Task brief: Repeat exactly, and only, the lines of the entries below from the one with "self.filtered(raw, cutoff_scale)" through the one with "let mut bass", both ends included.

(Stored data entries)

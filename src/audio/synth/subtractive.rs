use std::f32::consts::TAU;

use super::Synth;
use crate::audio::filter::LowPass;
use crate::audio::instrument::param;
use crate::audio::oscillator::{Oscillator, Phase};
use crate::audio::{InstrumentSettings, Wave};

#[derive(Debug, Clone, Copy)]
struct ToneDefaults {
    wave: Wave,
    wave2: Wave,
    detune: f32,
    osc_mix: f32,
    cutoff: f32,
    resonance: f32,
}

const SUBTRACTIVE: ToneDefaults = ToneDefaults {
    wave: Wave::Saw,
    wave2: Wave::Square,
    detune: 7.0,
    osc_mix: 0.5,
    cutoff: 2000.0,
    resonance: 1.0,
};

const BASS: ToneDefaults = ToneDefaults {
    wave: Wave::Saw,
    wave2: Wave::Square,
    detune: 3.0,
    osc_mix: 0.3,
    cutoff: 800.0,
    resonance: 1.2,
};

/// Two detuned oscillators into a resonant low-pass.
#[derive(Debug, Clone)]
pub struct Subtractive {
    sample_rate: f32,
    defaults: ToneDefaults,
    osc1: Oscillator,
    osc2: Oscillator,
    filter: LowPass,
    /// Frequency ratio of the second oscillator.
    detune_ratio: f32,
    osc_mix: f32,
    cutoff: f32,
    resonance: f32,
}

impl Subtractive {
    pub fn new(settings: &InstrumentSettings, sample_rate: f32) -> Self {
        Self::with_defaults(SUBTRACTIVE, settings, sample_rate)
    }

    fn with_defaults(
        defaults: ToneDefaults,
        settings: &InstrumentSettings,
        sample_rate: f32,
    ) -> Self {
        let mut synth = Self {
            sample_rate,
            defaults,
            osc1: Oscillator::new(defaults.wave),
            osc2: Oscillator::new(defaults.wave2),
            filter: LowPass::new(sample_rate, defaults.cutoff, defaults.resonance),
            detune_ratio: 1.0,
            osc_mix: defaults.osc_mix,
            cutoff: defaults.cutoff,
            resonance: defaults.resonance,
        };
        synth.update_settings(settings);
        synth
    }

    fn oscillators(&mut self, freq: f32) -> f32 {
        let a = self.osc1.next(freq, self.sample_rate);
        let b = self.osc2.next(freq * self.detune_ratio, self.sample_rate);
        a * (1.0 - self.osc_mix) + b * self.osc_mix
    }

    fn filtered(&mut self, input: f32, cutoff_scale: f32) -> f32 {
        self.filter.set(self.cutoff * cutoff_scale, self.resonance);
        self.filter.process(input)
    }
}

impl Synth for Subtractive {
    fn note_on(&mut self, _freq: f32) {}

    fn next_sample(&mut self, freq: f32, cutoff_scale: f32) -> f32 {
        let raw = self.oscillators(freq);
        self.filtered(raw, cutoff_scale)
    }

    fn update_settings(&mut self, settings: &InstrumentSettings) {
        let d = self.defaults;
        self.osc1.wave = settings.wave.unwrap_or(d.wave);
        self.osc2.wave = settings.wave2.unwrap_or(d.wave2);
        let cents = param(settings.detune, d.detune, -100.0, 100.0);
        self.detune_ratio = 2.0_f32.powf(cents / 1200.0);
        self.osc_mix = param(settings.osc_mix, d.osc_mix, 0.0, 1.0);
        self.cutoff = param(settings.cutoff, d.cutoff, 20.0, 20_000.0);
        self.resonance = param(settings.resonance, d.resonance, 0.1, 20.0);
    }
}

/// Subtractive voice with a sine sub-octave and soft-clip drive.
#[derive(Debug, Clone)]
pub struct Bass {
    tone: Subtractive,
    sub: Phase,
    sub_level: f32,
    drive: f32,
}

impl Bass {
    pub fn new(settings: &InstrumentSettings, sample_rate: f32) -> Self {
        let mut bass = Self {
            tone: Subtractive::with_defaults(BASS, settings, sample_rate),
            sub: Phase::default(),
            sub_level: 0.5,
            drive: 1.5,
        };
        bass.update_settings(settings);
        bass
    }
}

impl Synth for Bass {
    fn note_on(&mut self, _freq: f32) {}

    fn next_sample(&mut self, freq: f32, cutoff_scale: f32) -> f32 {
        let sr = self.tone.sample_rate;
        let sub = (TAU * self.sub.advance(freq * 0.5, sr)).sin() * self.sub_level;
        let raw = self.tone.oscillators(freq) + sub;
        let x = self.tone.filtered(raw, cutoff_scale) * self.drive;
        x / (1.0 + x.abs())
    }

    fn update_settings(&mut self, settings: &InstrumentSettings) {
        self.tone.update_settings(settings);
        self.sub_level = param(settings.sub_level, 0.5, 0.0, 1.0);
        self.drive = param(settings.drive, 1.5, 0.1, 20.0);
    }
}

Task response:
        self.filtered(raw, cutoff_scale)
    }

    fn update_settings(&mut self, settings: &InstrumentSettings) {
        let d = self.defaults;
        self.osc1.wave = settings.wave.unwrap_or(d.wave);
        self.osc2.wave = settings.wave2.unwrap_or(d.wave2);
        let cents = param(settings.detune, d.detune, -100.0, 100.0);
        self.detune_ratio = 2.0_f32.powf(cents / 1200.0);
        self.osc_mix = param(settings.osc_mix, d.osc_mix, 0.0, 1.0);
        self.cutoff = param(settings.cutoff, d.cutoff, 20.0, 20_000.0);
        self.resonance = param(settings.resonance, d.resonance, 0.1, 20.0);
    }
}

/// Subtractive voice with a sine sub-octave and soft-clip drive.
#[derive(Debug, Clone)]
pub struct Bass {
    tone: Subtractive,
    sub: Phase,
    sub_level: f32,
    drive: f32,
}

impl Bass {
    pub fn new(settings: &InstrumentSettings, sample_rate: f32) -> Self {
        let mut bass = Self {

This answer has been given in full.